//! # Squirrel Care
//!
//! The virtual squirrel simulation: four bounded gauges that decay on a
//! timer, care actions that push them back up, an experience/level loop and
//! a small achievement catalog.
//!
//! - [`squirrel`] - state, gauges, decay and the leveling rule
//! - [`actions`] - feed/play/rest/heal and the accessory shop
//! - [`achievement`] - milestone achievements checked after every action
//!
//! ```rust
//! use squirrelhaven::care::{Food, Squirrel};
//!
//! let mut nutkin = Squirrel::new("Nutkin");
//! nutkin.feed(Food::Acorn).unwrap();
//! nutkin.decay();
//! assert!(nutkin.hunger.value() <= 100.0);
//! ```

pub mod achievement;
pub mod actions;
pub mod errors;
pub mod squirrel;

pub use achievement::{check_achievements, find_achievement, format_achievements, ACHIEVEMENTS};
pub use actions::{find_accessory, format_shop, ActionReport, CareAction, Food, ACCESSORIES};
pub use errors::CareError;
pub use squirrel::{Currency, Gauge, LevelUp, Mood, Personality, Squirrel};

use crate::text::TextCatalog;

fn bar(g: Gauge) -> String {
    let filled = (g.percent() as usize + 5) / 10;
    format!("{}{}", "█".repeat(filled.min(10)), "░".repeat(10 - filled.min(10)))
}

/// Multi-line status card for the squirrel.
pub fn format_status(squirrel: &Squirrel, texts: &TextCatalog) -> String {
    let mood = squirrel.mood();
    let mut out = texts.text_with("care.title", &[("name", &squirrel.name)]);
    out.push('\n');
    out.push_str(&texts.text_with(
        "care.moodLine",
        &[
            ("name", &squirrel.name),
            ("mood", &mood.label()),
            ("emoji", &mood.emoji()),
        ],
    ));
    out.push('\n');
    out.push_str(&format!(
        "Lv {} ({:.0}/{} exp) | {} 🌰 | {} coins | {}\n",
        squirrel.level,
        squirrel.exp,
        squirrel.max_exp,
        squirrel.nuts,
        squirrel.coins,
        squirrel.personality().label()
    ));
    for (label, g) in [
        ("Happiness", squirrel.happiness),
        ("Hunger   ", squirrel.hunger),
        ("Energy   ", squirrel.energy),
        ("Health   ", squirrel.health),
    ] {
        out.push_str(&format!("{} {} {:>3}%\n", label, bar(g), g.percent()));
    }
    if !squirrel.accessories.is_empty() {
        let worn: Vec<&str> = squirrel
            .accessories
            .iter()
            .filter_map(|id| find_accessory(id).map(|a| a.emoji))
            .collect();
        out.push_str(&format!("Wearing: {}\n", worn.join(" ")));
    }
    out
}
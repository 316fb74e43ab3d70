//! # Localized Text Catalog
//!
//! All user-facing copy lives in a nested JSON document addressed by
//! dot-separated paths such as `socialHub.feed.title`. Lookups are fail-soft:
//! a missing path (or a path that lands on something other than a string)
//! returns the path itself so the caller always has something to show.
//!
//! ## Lifecycle
//!
//! A [`TextCatalog`] is built once at startup and handed to whoever renders
//! text. There is no process-wide cache:
//!
//! - [`TextCatalog::load`] reads the configured file; failures are logged and
//!   produce an empty catalog
//! - [`TextCatalog::from_json_str`] is the strict variant used by tests and `init`
//! - [`TextCatalog::builtin`] uses the document bundled into the binary
//!
//! ## Placeholders
//!
//! ```rust
//! use squirrelhaven::text::TextCatalog;
//!
//! let texts = TextCatalog::from_json_str(r#"{"hello":{"name":"hi {name}"}}"#).unwrap();
//! assert_eq!(texts.text_with("hello.name", &[("name", &"Sam")]), "hi Sam");
//! assert_eq!(texts.text("hello.missing"), "hello.missing");
//! ```

use log::{debug, error};
use serde_json::Value;
use std::fmt::Display;
use std::path::Path;
use thiserror::Error;

/// Text document shipped with the binary; `init` writes it next to the config.
pub const BUILTIN_TEXT: &str = include_str!("../../data/text.json");

#[derive(Debug, Error)]
pub enum TextError {
    #[error("text document is not valid JSON: {0}")]
    Parse(#[from] serde_json::Error),

    #[error("text document root must be an object")]
    NotAnObject,
}

#[derive(Debug, Clone, Default)]
pub struct TextCatalog {
    root: Option<Value>,
}

impl TextCatalog {
    /// Catalog with no document; every lookup returns its path.
    pub fn empty() -> Self {
        Self { root: None }
    }

    /// Catalog backed by [`BUILTIN_TEXT`].
    pub fn builtin() -> Self {
        match Self::from_json_str(BUILTIN_TEXT) {
            Ok(catalog) => catalog,
            Err(e) => {
                error!("bundled text document is invalid: {}", e);
                Self::empty()
            }
        }
    }

    pub fn from_json_str(raw: &str) -> Result<Self, TextError> {
        let value: Value = serde_json::from_str(raw)?;
        if !value.is_object() {
            return Err(TextError::NotAnObject);
        }
        Ok(Self { root: Some(value) })
    }

    /// Load the text document at `path`.
    ///
    /// Never fails: a missing or malformed file is logged and yields an empty
    /// catalog, matching the fail-soft lookup contract.
    pub async fn load<P: AsRef<Path>>(path: P) -> Self {
        let path = path.as_ref();
        let raw = match tokio::fs::read_to_string(path).await {
            Ok(raw) => raw,
            Err(e) => {
                error!("Failed to load text data from {}: {}", path.display(), e);
                return Self::empty();
            }
        };
        match Self::from_json_str(&raw) {
            Ok(catalog) => {
                debug!("Loaded text data from {}", path.display());
                catalog
            }
            Err(e) => {
                error!("Failed to parse text data from {}: {}", path.display(), e);
                Self::empty()
            }
        }
    }

    pub fn is_loaded(&self) -> bool {
        self.root.is_some()
    }

    fn lookup(&self, path: &str) -> Option<&str> {
        let mut value = self.root.as_ref()?;
        for key in path.split('.') {
            value = value.as_object()?.get(key)?;
        }
        value.as_str()
    }

    /// Resolve `path`, returning the path itself when it does not name a string.
    pub fn text(&self, path: &str) -> String {
        self.lookup(path)
            .map(str::to_string)
            .unwrap_or_else(|| path.to_string())
    }

    /// Resolve `path` and substitute every `{key}` token with its replacement.
    pub fn text_with(&self, path: &str, replacements: &[(&str, &dyn Display)]) -> String {
        let Some(template) = self.lookup(path) else {
            return path.to_string();
        };
        let mut out = template.to_string();
        for (key, value) in replacements {
            let token = format!("{{{}}}", key);
            if out.contains(&token) {
                out = out.replace(&token, &value.to_string());
            }
        }
        out
    }
}

#[cfg(test)]
mod tests {
    use super::*;

    #[test]
    fn nested_lookup_and_fallback() {
        let texts = TextCatalog::from_json_str(r#"{"a":{"b":{"c":"X"}}}"#).unwrap();
        assert_eq!(texts.text("a.b.c"), "X");
        assert_eq!(texts.text("a.b.d"), "a.b.d");
        assert_eq!(texts.text("a.b"), "a.b");
        assert_eq!(texts.text("a.b.c.d"), "a.b.c.d");
    }

    #[test]
    fn replaces_every_occurrence() {
        let texts = TextCatalog::from_json_str(r#"{"t":"{n} and {n} make {sum}"}"#).unwrap();
        let out = texts.text_with("t", &[("n", &2), ("sum", &4)]);
        assert_eq!(out, "2 and 2 make 4");
    }

    #[test]
    fn unknown_placeholders_are_left_alone() {
        let texts = TextCatalog::from_json_str(r#"{"t":"hi {name}, {other}"}"#).unwrap();
        assert_eq!(texts.text_with("t", &[("name", &"Sam")]), "hi Sam, {other}");
    }

    #[test]
    fn empty_catalog_returns_paths() {
        let texts = TextCatalog::empty();
        assert!(!texts.is_loaded());
        assert_eq!(texts.text("socialHub.title"), "socialHub.title");
        assert_eq!(texts.text_with("x.y", &[("a", &1)]), "x.y");
    }

    #[test]
    fn rejects_non_object_root() {
        assert!(matches!(
            TextCatalog::from_json_str("[1,2]"),
            Err(TextError::NotAnObject)
        ));
        assert!(TextCatalog::from_json_str("{not json").is_err());
    }

    #[test]
    fn builtin_document_has_core_keys() {
        let texts = TextCatalog::builtin();
        assert!(texts.is_loaded());
        assert_eq!(texts.text("socialHub.feed.title"), "Community Feed");
        assert_eq!(
            texts.text_with("socialHub.feed.timeAgo", &[("time", &"5m")]),
            "5m ago"
        );
    }
}
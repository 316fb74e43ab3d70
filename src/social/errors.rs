use thiserror::Error;

#[derive(Debug, Clone, PartialEq, Eq, Error)]
pub enum SocialError {
    #[error("message is empty")]
    EmptyContent,

    #[error("not found: {0}")]
    NotFound(String),

    #[error("no pending friend request from {0}")]
    NoRequest(String),
}
//! Achievement catalog and milestone checks for the squirrel.
//!
//! Checks run after every care action. Unlocked ids live in a set on the
//! squirrel, so an achievement is granted at most once and never revoked.

use log::info;

use super::squirrel::Squirrel;

#[derive(Debug, Clone, Copy, PartialEq, Eq)]
pub enum Milestone {
    Level(u32),
    MaxHappiness,
    Nuts(u32),
    Coins(u32),
    Accessories(usize),
}

#[derive(Debug, Clone, Copy)]
pub struct Achievement {
    pub id: &'static str,
    pub name: &'static str,
    pub description: &'static str,
    pub milestone: Milestone,
}

pub const ACHIEVEMENTS: [Achievement; 7] = [
    Achievement {
        id: "first_steps",
        name: "First Steps",
        description: "Reach level 2",
        milestone: Milestone::Level(2),
    },
    Achievement {
        id: "rising_star",
        name: "Rising Star",
        description: "Reach level 5",
        milestone: Milestone::Level(5),
    },
    Achievement {
        id: "veteran",
        name: "Veteran Squirrel",
        description: "Reach level 10",
        milestone: Milestone::Level(10),
    },
    Achievement {
        id: "pure_joy",
        name: "Pure Joy",
        description: "Max out happiness",
        milestone: Milestone::MaxHappiness,
    },
    Achievement {
        id: "nut_hoarder",
        name: "Nut Hoarder",
        description: "Stash 50 nuts",
        milestone: Milestone::Nuts(50),
    },
    Achievement {
        id: "coin_collector",
        name: "Coin Collector",
        description: "Save up 500 coins",
        milestone: Milestone::Coins(500),
    },
    Achievement {
        id: "fashionista",
        name: "Fashionista",
        description: "Own 3 accessories",
        milestone: Milestone::Accessories(3),
    },
];

pub fn find_achievement(id: &str) -> Option<&'static Achievement> {
    ACHIEVEMENTS.iter().find(|a| a.id == id)
}

fn milestone_reached(squirrel: &Squirrel, milestone: Milestone) -> bool {
    match milestone {
        Milestone::Level(level) => squirrel.level >= level,
        Milestone::MaxHappiness => squirrel.happiness.is_full(),
        Milestone::Nuts(n) => squirrel.nuts >= n,
        Milestone::Coins(n) => squirrel.coins >= n,
        Milestone::Accessories(n) => squirrel.accessories.len() >= n,
    }
}

/// Unlock every achievement whose milestone is met. Returns only the ids
/// unlocked by this call.
pub fn check_achievements(squirrel: &mut Squirrel) -> Vec<&'static str> {
    let mut awarded = Vec::new();
    for achievement in ACHIEVEMENTS.iter() {
        if squirrel.achievements.contains(achievement.id) {
            continue;
        }
        if milestone_reached(squirrel, achievement.milestone) {
            squirrel.achievements.insert(achievement.id.to_string());
            info!("{} unlocked achievement '{}'", squirrel.name, achievement.id);
            awarded.push(achievement.id);
        }
    }
    awarded
}

/// One line per catalog entry, unlocked ones first marked with a check.
pub fn format_achievements(squirrel: &Squirrel) -> String {
    let mut out = format!(
        "Achievements {}/{}\n",
        squirrel.achievements.len(),
        ACHIEVEMENTS.len()
    );
    for a in ACHIEVEMENTS.iter() {
        let mark = if squirrel.achievements.contains(a.id) { "✅" } else { "⬜" };
        out.push_str(&format!("{} {} - {}\n", mark, a.name, a.description));
    }
    out
}
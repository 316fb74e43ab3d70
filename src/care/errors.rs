use thiserror::Error;

use super::squirrel::Currency;

/// Reasons a care action was refused. State is untouched whenever one of
/// these is returned.
#[derive(Debug, Clone, PartialEq, Eq, Error)]
pub enum CareError {
    /// Not enough nuts or coins to pay for the action.
    #[error("not enough {currency}: need {needed}, have {available}")]
    InsufficientFunds {
        currency: Currency,
        needed: u32,
        available: u32,
    },

    /// Energy below the amount the action requires.
    #[error("too tired: needs {required} energy")]
    TooTired { required: u32 },

    /// Healing requested while health is already full.
    #[error("already in perfect health")]
    AlreadyHealthy,

    #[error("unknown food: {0}")]
    UnknownFood(String),

    #[error("unknown accessory: {0}")]
    UnknownAccessory(String),

    #[error("accessory already owned: {0}")]
    AlreadyOwned(String),
}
□ □ □ □ □ □ □
Aim of the task =>
Would you print exactly, and only, the lines of the data above from the line with "small achievement catalog." through the line with "pub fn format_status(squirrel: &Squirrel, texts: &TextCatalog)", inclusive?

Written answer =>
//! a small achievement catalog.
//!
//! - [`squirrel`] - state, gauges, decay and the leveling rule
//! - [`actions`] - feed/play/rest/heal and the accessory shop
//! - [`achievement`] - milestone achievements checked after every action
//!
//! ```rust
//! use squirrelhaven::care::{Food, Squirrel};
//!
//! let mut nutkin = Squirrel::new("Nutkin");
//! nutkin.feed(Food::Acorn).unwrap();
//! nutkin.decay();
//! assert!(nutkin.hunger.value() <= 100.0);
//! ```

pub mod achievement;
pub mod actions;
pub mod errors;
pub mod squirrel;

pub use achievement::{check_achievements, find_achievement, format_achievements, ACHIEVEMENTS};
pub use actions::{find_accessory, format_shop, ActionReport, CareAction, Food, ACCESSORIES};
pub use errors::CareError;
pub use squirrel::{Currency, Gauge, LevelUp, Mood, Personality, Squirrel};

use crate::text::TextCatalog;

fn bar(g: Gauge) -> String {
    let filled = (g.percent() as usize + 5) / 10;
    format!("{}{}", "█".repeat(filled.min(10)), "░".repeat(10 - filled.min(10)))
}

/// Multi-line status card for the squirrel.
pub fn format_status(squirrel: &Squirrel, texts: &TextCatalog) -> String {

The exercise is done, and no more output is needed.